» **Work required**
Of the lines listed below, return exactly those that run from the line containing "self.tool_calls.entry(tc.index).or_default().absorb(tc);" through the line containing "pub fn has_tool_calls(&self)", both included.

» **Supplied data**

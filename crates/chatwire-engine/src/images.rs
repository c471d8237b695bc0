//! # Image fragment reconstruction
//!
//! Gateways stream generated images as `image_url` chunks keyed by index.
//! A chunk is one of three shapes, and the checks must run in this order:
//!
//! 1. a self-contained URL (`https://...`, `/api/v1/attachments/...`):
//!    replaces the slot and completes it
//! 2. a `data:image/` header when the slot already holds data: a new image
//!    restarting at the header
//! 3. anything else: a base64 continuation appended to the buffer
//!
//! A data URI is a strict subset of possible chunk shapes, so testing it
//! before URL completeness would corrupt attachment links.

use chatwire_core::messages::ImageRef;

/// Prefixes that mark a chunk as a complete, self-contained reference.
pub const COMPLETE_URL_PREFIXES: &[&str] = &[
    "http://",
    "https://",
    "/api/v1/attachments/",
    "attachment://",
];

pub const DATA_URI_HEADER: &str = "data:image/";

#[derive(Clone, Copy, Debug, PartialEq, Eq)]
pub enum ImagePhase {
    /// Nothing received yet.
    Fresh,
    /// Accumulating a data URI.
    Continuing,
    /// Holds a complete URL; continuations are ignored.
    Complete,
}

#[derive(Clone, Copy, Debug, PartialEq, Eq)]
pub enum ChunkKind {
    CompleteUrl,
    /// Restart at this byte offset into the chunk.
    DataUriRestart(usize),
    Continuation,
}

/// Classify one chunk against the slot's current buffer.
pub fn classify(chunk: &str, existing: &str) -> ChunkKind {
    let trimmed = chunk.trim_start();
    if COMPLETE_URL_PREFIXES.iter().any(|p| trimmed.starts_with(p)) {
        return ChunkKind::CompleteUrl;
    }
    if !existing.is_empty() {
        if let Some(offset) = chunk.find(DATA_URI_HEADER) {
            return ChunkKind::DataUriRestart(offset);
        }
    }
    ChunkKind::Continuation
}

/// One image under construction.
#[derive(Clone, Debug)]
pub struct ImageSlot {
    url: String,
    phase: ImagePhase,
}

impl Default for ImageSlot {
    fn default() -> Self {
        Self::new()
    }
}

impl ImageSlot {
    pub fn new() -> Self {
        Self {
            url: String::new(),
            phase: ImagePhase::Fresh,
        }
    }

    pub fn phase(&self) -> ImagePhase {
        self.phase
    }

    pub fn url(&self) -> &str {
        &self.url
    }

    /// Fold one chunk in. Returns whether the URL changed.
    pub fn apply(&mut self, chunk: &str) -> bool {
        if chunk.is_empty() {
            return false;
        }
        match classify(chunk, &self.url) {
            ChunkKind::CompleteUrl => {
                let url = chunk.trim_start();
                if self.phase == ImagePhase::Complete && self.url == url {
                    return false;
                }
                self.url = url.to_string();
                self.phase = ImagePhase::Complete;
            }
            ChunkKind::DataUriRestart(offset) => {
                self.url = chunk[offset..].to_string();
                self.phase = ImagePhase::Continuing;
            }
            ChunkKind::Continuation => {
                if self.phase == ImagePhase::Complete {
                    return false;
                }
                self.url.push_str(chunk);
                self.phase = ImagePhase::Continuing;
            }
        }
        true
    }

    pub fn to_image_ref(&self) -> ImageRef {
        ImageRef { url: self.url.clone() }
    }
}

#[cfg(test)]
mod tests {
    use super::*;

    #[test]
    fn attachment_url_is_complete() {
        let mut slot = ImageSlot::new();
        assert!(slot.apply("/api/v1/attachments/abc"));
        assert_eq!(slot.url(), "/api/v1/attachments/abc");
        assert_eq!(slot.phase(), ImagePhase::Complete);
    }

    #[test]
    fn complete_url_ignores_continuations() {
        let mut slot = ImageSlot::new();
        slot.apply("https://cdn.example/img.png");
        assert!(!slot.apply("iVBORw0KGgo"));
        assert_eq!(slot.url(), "https://cdn.example/img.png");
    }

    #[test]
    fn leading_whitespace_before_url_is_trimmed() {
        let mut slot = ImageSlot::new();
        slot.apply("data:image/png;base64,AAA");
        slot.apply("  https://cdn.example/x.png");
        assert_eq!(slot.url(), "https://cdn.example/x.png");
        assert_eq!(slot.phase(), ImagePhase::Complete);
    }

    #[test]
    fn data_uri_accumulates_continuations() {
        let mut slot = ImageSlot::new();
        slot.apply("data:image/png;base64,iVBOR");
        slot.apply("w0KGgo");
        slot.apply("AAAA");
        assert_eq!(slot.url(), "data:image/png;base64,iVBORw0KGgoAAAA");
        assert_eq!(slot.phase(), ImagePhase::Continuing);
    }

    #[test]
    fn data_uri_header_restarts_non_empty_slot() {
        let mut slot = ImageSlot::new();
        slot.apply("data:image/png;base64,OLD");
        slot.apply("junk data:image/jpeg;base64,NEW");
        assert_eq!(slot.url(), "data:image/jpeg;base64,NEW");
    }

    #[test]
    fn header_on_empty_slot_is_plain_append() {
        assert_eq!(classify("data:image/png;base64,A", ""), ChunkKind::Continuation);
        assert_eq!(
            classify("xx data:image/png;base64,A", "data:image/gif;base64,B"),
            ChunkKind::DataUriRestart(3)
        );
    }

    #[test]
    fn url_check_wins_over_data_uri() {
        assert_eq!(
            classify("https://x/?q=data:image/png", "data:image/png;base64,A"),
            ChunkKind::CompleteUrl
        );
    }

    #[test]
    fn tiny_single_chunk_still_yields_ref() {
        let mut slot = ImageSlot::new();
        assert!(slot.apply("A"));
        assert_eq!(slot.to_image_ref().url, "A");
    }

    #[test]
    fn empty_chunk_is_no_change() {
        let mut slot = ImageSlot::new();
        assert!(!slot.apply(""));
        assert_eq!(slot.phase(), ImagePhase::Fresh);
    }
}
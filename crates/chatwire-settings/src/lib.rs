//! # chatwire-settings
//!
//! Settings are resolved in three layers, lowest priority first:
//! 1. compiled defaults ([`ChatwireSettings::default()`])
//! 2. `~/.chatwire/settings.json`, deep-merged over the defaults
//! 3. `CHATWIRE_*` environment variables

pub mod errors;
pub mod loader;
pub mod types;

pub use errors::{Result, SettingsError};
pub use loader::{deep_merge, load_settings, load_settings_from_path, settings_path};
pub use types::*;
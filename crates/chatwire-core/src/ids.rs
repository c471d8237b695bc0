use serde::{Deserialize, Serialize};
use std::fmt;
use std::str::FromStr;
use uuid::Uuid;

macro_rules! branded_id {
    ($name:ident, $prefix:expr) => {
        #[derive(Clone, Debug, Hash, Eq, PartialEq, Serialize, Deserialize)]
        #[serde(transparent)]
        pub struct $name(String);

        impl $name {
            pub fn new() -> Self {
                Self(format!("{}_{}", $prefix, Uuid::now_v7()))
            }

            pub fn from_raw(s: impl Into<String>) -> Self {
                Self(s.into())
            }

            pub fn as_str(&self) -> &str {
                &self.0
            }
        }

        impl Default for $name {
            fn default() -> Self {
                Self::new()
            }
        }

        impl fmt::Display for $name {
            fn fmt(&self, f: &mut fmt::Formatter<'_>) -> fmt::Result {
                f.write_str(&self.0)
            }
        }

        impl FromStr for $name {
            type Err = std::convert::Infallible;
            fn from_str(s: &str) -> Result<Self, Self::Err> {
                Ok(Self(s.to_owned()))
            }
        }

        impl AsRef<str> for $name {
            fn as_ref(&self) -> &str {
                &self.0
            }
        }
    };
}

branded_id!(MessageId, "msg");
branded_id!(ConversationId, "conv");
branded_id!(TurnId, "turn");
// Usually assigned by the gateway; `new()` only backs ids the server left blank.
branded_id!(ToolCallId, "call");
pub mod converter;
pub mod error_body;
pub mod provider;
pub mod sse;

pub mod mock;

pub use mock::{MockProvider, MockResponse};
pub use provider::{OpenAiCompatProvider, ProviderConfig};
pub use sse::{FrameDecoder, SseChunkStream};
//! # Delta accumulation
//!
//! `StreamState` is the turn-private model of the assistant reply. The loop
//! owns it exclusively, folds each chunk payload into it, and derives every
//! store write from it via [`StreamState::snapshot`].

use std::collections::BTreeMap;

use chatwire_core::ids::ToolCallId;
use chatwire_core::messages::{
    render_with_reasoning, ImageRef, Part, ToolCallBlock, ToolInvocationPart, ToolState,
};
use chatwire_core::store::MessageUpdate;
use chatwire_core::stream::{ChunkPayload, ToolCallDelta};
use chatwire_core::usage::Usage;

use crate::executor::ToolExecution;
use crate::images::ImageSlot;

/// A tool call being assembled from streamed fragments.
#[derive(Clone, Debug, Default, PartialEq, Eq)]
pub struct ToolCallFragment {
    pub id: String,
    pub name: String,
    pub arguments: String,
}

impl ToolCallFragment {
    fn absorb(&mut self, delta: &ToolCallDelta) {
        if self.id.is_empty() {
            if let Some(id) = delta.id.as_deref().filter(|s| !s.is_empty()) {
                self.id = id.to_string();
            }
        }
        if let Some(function) = &delta.function {
            if self.name.is_empty() {
                if let Some(name) = function.name.as_deref().filter(|s| !s.is_empty()) {
                    self.name = name.to_string();
                }
            }
            if let Some(args) = &function.arguments {
                self.arguments.push_str(args);
            }
        }
    }

    fn finalize(self) -> ToolCallBlock {
        let id = if self.id.is_empty() {
            ToolCallId::new()
        } else {
            ToolCallId::from_raw(self.id)
        };
        ToolCallBlock {
            id,
            name: self.name,
            arguments: self.arguments,
        }
    }
}

#[derive(Debug, Default)]
pub struct StreamState {
    content: String,
    reasoning: String,
    /// Images finished in earlier iterations of this turn.
    images: Vec<ImageRef>,
    /// Images of the current response, keyed by their per-response index.
    image_slots: BTreeMap<usize, ImageSlot>,
    parts: Vec<Part>,
    usage: Usage,
    iteration_usage: Option<Usage>,
    /// Byte offset into `content` where text not yet captured in a part begins.
    iteration_content_start: usize,
    tool_calls: BTreeMap<usize, ToolCallFragment>,
}

impl StreamState {
    pub fn new() -> Self {
        Self::default()
    }

    /// Fold one payload in. Returns whether anything a flush would show changed.
    pub fn apply(&mut self, payload: &ChunkPayload) -> bool {
        let mut changed = false;

        if let Some(choice) = payload.choices.first() {
            let delta = &choice.delta;

            if let Some(reasoning) = delta.reasoning_text().filter(|s| !s.is_empty()) {
                self.reasoning.push_str(reasoning);
                changed = true;
            }
            if let Some(content) = delta.content.as_deref().filter(|s| !s.is_empty()) {
                self.content.push_str(content);
                changed = true;
            }
            for (position, image) in delta.images.iter().enumerate() {
                let slot = self.image_slots.entry(image.index_or(position)).or_default();
                changed |= slot.apply(image.url());
            }
            for tc in &delta.tool_calls {
                self.tool_calls.entry(tc.index).or_default().absorb(tc);
            }
        }

        if let Some(usage) = &payload.usage {
            self.iteration_usage = Some(Usage::from(usage));
            changed = true;
        }

        changed
    }

    pub fn has_tool_calls(&self) -> bool {
        !self.tool_calls.is_empty()
    }

    /// Close the current response: merge its usage into the turn total,
    /// keep its images, and hand back its finalized tool calls in index order.
    pub fn finish_iteration(&mut self) -> Vec<ToolCallBlock> {
        if let Some(usage) = self.iteration_usage.take() {
            self.usage.merge(&usage);
        }
        let slots = std::mem::take(&mut self.image_slots);
        self.images.extend(slots.values().map(ImageSlot::to_image_ref));
        std::mem::take(&mut self.tool_calls)
            .into_values()
            .map(ToolCallFragment::finalize)
            .collect()
    }

    /// Text emitted since the last part boundary.
    pub fn text_since_iteration_start(&self) -> &str {
        self.content.get(self.iteration_content_start..).unwrap_or("")
    }

    /// Record finalized tool calls as pending parts, preceded by any text the
    /// model wrote before calling them.
    pub fn record_tool_calls(&mut self, calls: &[ToolCallBlock]) {
        self.push_pending_text();
        self.parts.extend(
            calls
                .iter()
                .map(|c| Part::ToolInvocation(ToolInvocationPart::pending(c))),
        );
        self.iteration_content_start = self.content.len();
    }

    /// Capture trailing text as a part. A turn that never called a tool stays
    /// flat text with no parts at all.
    pub fn close_text_segment(&mut self) {
        if self.parts.is_empty() {
            return;
        }
        self.push_pending_text();
        self.iteration_content_start = self.content.len();
    }

    fn push_pending_text(&mut self) {
        let text = self.text_since_iteration_start().to_string();
        if !text.is_empty() {
            self.parts.push(Part::Text { content: text });
        }
    }

    /// Move the matching tool part to its terminal state.
    pub fn apply_tool_result(&mut self, result: &ToolExecution) -> bool {
        let Some(part) = self.parts.iter_mut().find_map(|p| match p {
            Part::ToolInvocation(t) if t.tool_call_id == result.tool_call_id => Some(t),
            _ => None,
        }) else {
            return false;
        };
        part.output = Some(result.output.clone());
        match &result.error_text {
            Some(text) => {
                part.state = ToolState::OutputError;
                part.error_text = Some(text.clone());
            }
            None => part.state = ToolState::OutputAvailable,
        }
        true
    }

    /// Append a visible note, separated from existing text by a blank line.
    pub fn append_note(&mut self, note: &str) {
        if !self.content.is_empty() {
            self.content.push_str("\n\n");
        }
        self.content.push_str(note);
    }

    pub fn content(&self) -> &str {
        &self.content
    }

    pub fn reasoning(&self) -> &str {
        &self.reasoning
    }

    /// Text as the renderer sees it, with any reasoning wrapped in front.
    pub fn visible_content(&self) -> String {
        render_with_reasoning(&self.reasoning, &self.content)
    }

    pub fn parts(&self) -> &[Part] {
        &self.parts
    }

    pub fn images(&self) -> Vec<ImageRef> {
        self.images
            .iter()
            .cloned()
            .chain(self.image_slots.values().map(ImageSlot::to_image_ref))
            .collect()
    }

    /// Turn usage including the in-flight response.
    pub fn usage(&self) -> Usage {
        match &self.iteration_usage {
            Some(current) => self.usage.merged(current),
            None => self.usage.clone(),
        }
    }

    /// The store write for the current state.
    pub fn snapshot(&self, streaming: bool) -> MessageUpdate {
        let images = self.images();
        let usage = self.usage();
        MessageUpdate {
            content: self.visible_content(),
            streaming,
            parts: (!self.parts.is_empty()).then(|| self.parts.clone()),
            images: (!images.is_empty()).then_some(images),
            usage: (!usage.is_empty()).then_some(usage),
        }
    }
}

» **Task response**
                self.tool_calls.entry(tc.index).or_default().absorb(tc);
            }
        }

        if let Some(usage) = &payload.usage {
            self.iteration_usage = Some(Usage::from(usage));
            changed = true;
        }

        changed
    }

    pub fn has_tool_calls(&self) -> bool {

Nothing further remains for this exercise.